As to the last point, the idea with these was to do an IoT type deployment, with an ideal deployment being edge inference on a Raspberry Pi with a cheap camera. In the case of insufficient computational power, the Pi can send images through intranet to a central hub to do the heavy lifting, which then sends the prediction back. So now that I had the idea, it was time for the technical implementation. I tried to implement a test-driven development approach, but that ended up biting me later on.

Data Gathering & Cleaning

I ended up copying the recycling guidelines of the respective universities as nested python dictionaries, which is easiest to understand by looking at the code here. Next, I built a web scraper with Selenium to download the images. The filepaths to these images were stored in a SQLite3 database along with relevant metadata. The advantage to this approach is that I could operate off of one central table, adding new tables as needed with guidelines for new universities, joining on their subcategories. Using SQLite3 had the advantage of bundiling my database with my app, simplifying the prospect of edge computation. It's important to note that false positives (i.e. dirty items placed in recycling bins) hurt worse than false negatives, so unless a recyclable category is explicitly defined in university guidelines, it's instead labeled as trash. Re-stating that in SQL code:

        WHEN(recyclable = 'O') THEN 'trash'
        WHEN(recyclable = 'R') THEN stream

Here, stream is the major overlying category (paper, plastic, etc) and the wildcard is the university. I adapted nomenclature from a previous approach, which used 'O', or organic, for trash. The images were hand-validated, which was about as tedious as you might expect. This ended up being a massive waste of time, but hindsight is 20:20.

Model Training

My original idea was to use a pre-trained model with a small size, to evaluate my ability to do edge computation. I used Mobile Net V2 a ResNet architecture that has a built-in pretrained model in Keras. I added a few trainable layers to the end of the pretrained model, and used several image augmentation steps (rotation, shearing, and zoom) to increase the generalizability of the model. Also, I class imbalances in my training data, so undersampling was applied on the majority class (paper in all cases). An F1 score and a confusion matrix was used to evaluate the model. The results were less than ideal, with an F1 score of ~0.6 for both universities.

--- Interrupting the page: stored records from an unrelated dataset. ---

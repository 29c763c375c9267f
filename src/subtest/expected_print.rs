//! Wait for a marker printed by the target.

use std::time::Duration;

use super::{Expectation, Subtest, SubtestContext};
use crate::error::SubtestError;

/// Passes once the target prints `marker`.
pub struct ExpectedPrint {
    name: String,
    expectation: Expectation,
}

impl ExpectedPrint {
    pub fn new(marker: impl Into<String>, timeout: Duration) -> Self {
        let expectation = Expectation::new(marker, timeout);
        Self {
            name: format!("Checking for the string: '{}'", expectation.marker),
            expectation,
        }
    }

    /// Override the displayed name.
    pub fn named(mut self, name: impl Into<String>) -> Self {
        self.name = name.into();
        self
    }
}

impl Subtest for ExpectedPrint {
    fn name(&self) -> &str {
        &self.name
    }

    fn run(&mut self, ctx: &mut SubtestContext<'_>) -> Result<(), SubtestError> {
        self.expectation.wait(ctx)?;
        Ok(())
    }
}
//! Boot test configuration.
//!
//! Values come from a TOML file (explicit path, or `BOOT_TESTS_CONFIG`),
//! falling back to defaults suited for chainloading a demo payload through
//! QEMU. Command line flags override file values in the binaries.

use crate::cleanup::LineCleanup;
use crate::error::ConfigError;
use crate::markers::DEFAULT_EXPECTED_PRINT;
use anyhow::{Context, Result};
use serde::Deserialize;
use std::path::{Path, PathBuf};
use std::time::Duration;

/// Environment variable naming a config file when `--config` is not given.
pub const ENV_CONFIG_PATH: &str = "BOOT_TESTS_CONFIG";

#[derive(Debug, Clone, PartialEq, Deserialize)]
#[serde(default, deny_unknown_fields)]
pub struct BootTestConfig {
    /// Deadline for each target expectation.
    pub expect_timeout_secs: u64,
    /// Deadline for the forwarder's power request.
    pub handshake_timeout_secs: u64,
    /// Line terminator for pty-backed streams.
    pub line_terminator: String,
    /// Line terminator for raw serial device nodes.
    pub device_terminator: String,
    /// Replacement text for carriage-return progress segments.
    pub collapse_marker: String,
    /// Number of trailing lines shown when a subtest fails.
    pub tail_lines: usize,
    /// Print every observed line as it arrives.
    pub echo: bool,
    /// Forwarder invocation; the secondary pty path and payload are appended.
    pub forwarder: String,
    /// Marker that signals the payload booted.
    pub expected_print: String,
}

impl Default for BootTestConfig {
    fn default() -> Self {
        Self {
            expect_timeout_secs: 10,
            handshake_timeout_secs: 30,
            line_terminator: "\r\n".to_string(),
            device_terminator: "\n".to_string(),
            collapse_marker: "  ".to_string(),
            tail_lines: 30,
            echo: false,
            forwarder: "ruby ../tools/serial/minipush.rb".to_string(),
            expected_print: DEFAULT_EXPECTED_PRINT.to_string(),
        }
    }
}

impl BootTestConfig {
    /// Load from `path`, else from `$BOOT_TESTS_CONFIG`, else defaults.
    pub fn load(path: Option<&Path>) -> Result<Self> {
        let path = match path {
            Some(p) => Some(p.to_path_buf()),
            None => std::env::var_os(ENV_CONFIG_PATH).map(PathBuf::from),
        };
        match path {
            Some(p) => Self::from_file(&p),
            None => Ok(Self::default()),
        }
    }

    pub fn from_file(path: &Path) -> Result<Self> {
        let contents = std::fs::read_to_string(path)
            .with_context(|| format!("Reading config {}", path.display()))?;
        Self::from_toml(&contents).with_context(|| format!("Parsing config {}", path.display()))
    }

    pub fn from_toml(contents: &str) -> Result<Self> {
        let config: Self = toml::from_str(contents)?;
        config.validate()?;
        Ok(config)
    }

    pub fn validate(&self) -> Result<(), ConfigError> {
        if self.expect_timeout_secs == 0 {
            return Err(ConfigError::Zero("expect_timeout_secs"));
        }
        if self.handshake_timeout_secs == 0 {
            return Err(ConfigError::Zero("handshake_timeout_secs"));
        }
        if self.line_terminator.is_empty() {
            return Err(ConfigError::Empty("line_terminator"));
        }
        if self.device_terminator.is_empty() {
            return Err(ConfigError::Empty("device_terminator"));
        }
        if self.forwarder.trim().is_empty() {
            return Err(ConfigError::Empty("forwarder"));
        }
        if self.expected_print.is_empty() {
            return Err(ConfigError::Empty("expected_print"));
        }
        if self.collapse_marker.contains('\r') {
            return Err(ConfigError::MarkerHasCarriageReturn);
        }
        Ok(())
    }

    pub fn expect_timeout(&self) -> Duration {
        Duration::from_secs(self.expect_timeout_secs)
    }

    pub fn handshake_timeout(&self) -> Duration {
        Duration::from_secs(self.handshake_timeout_secs)
    }

    pub fn cleanup(&self) -> LineCleanup {
        LineCleanup::new(self.collapse_marker.clone())
    }
}
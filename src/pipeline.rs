//! Ordered subtest sequence for one run.
//!
//! Transports contribute prelude steps (handshakes) that must run before any
//! target step. The order is fixed when the pipeline is assembled and cannot
//! be changed afterwards.

use crate::subtest::Subtest;

pub struct Pipeline {
    stages: Vec<Box<dyn Subtest>>,
}

impl Pipeline {
    /// Prelude steps first, then target steps, each group in given order.
    pub fn assemble(prelude: Vec<Box<dyn Subtest>>, target: Vec<Box<dyn Subtest>>) -> Self {
        let mut stages = prelude;
        stages.extend(target);
        Self { stages }
    }

    pub fn len(&self) -> usize {
        self.stages.len()
    }

    pub fn is_empty(&self) -> bool {
        self.stages.is_empty()
    }

    pub fn names(&self) -> Vec<String> {
        self.stages.iter().map(|s| s.name().to_string()).collect()
    }
}

impl IntoIterator for Pipeline {
    type Item = Box<dyn Subtest>;
    type IntoIter = std::vec::IntoIter<Box<dyn Subtest>>;

    fn into_iter(self) -> Self::IntoIter {
        self.stages.into_iter()
    }
}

All of my model training was done on an AWS P2 instance, while I served the model on a far less expensive C5 instance. I wrote a Bootstrap frontend to allow for university selection, and used video capture with OpenCV to allow for inference on a single frame. This prediction was quite sluggish, even on my laptop. Also, getting OpenCV working behind NGINX and Gunicorn presents its own problems.

The Next Steps & Lessons Learned

In order to create an MVP, I decided to use tried-and-true methods over more experimental ones. It turns out, in retrospect, that this was a mistake. The amount of data required to have a functional MobileNetV2, even with transfer learning, was prohibitive for a single data cleaner, in addition to being painful. A few-shot learning approach would have been a far more productive route, which I'll go into in part 2. In addition, the approach used for deployment was quite painful. If I'd taken a step back and Dockerized my application rather than having to get all of my installation working over SSH, I would have saved a great deal of time. And finally, rather than the traditional Flask+Gunicorn+Nginx setup, I could have (maybe) used Streamlit, but to be honest, I wasn't aware of its existence at the time.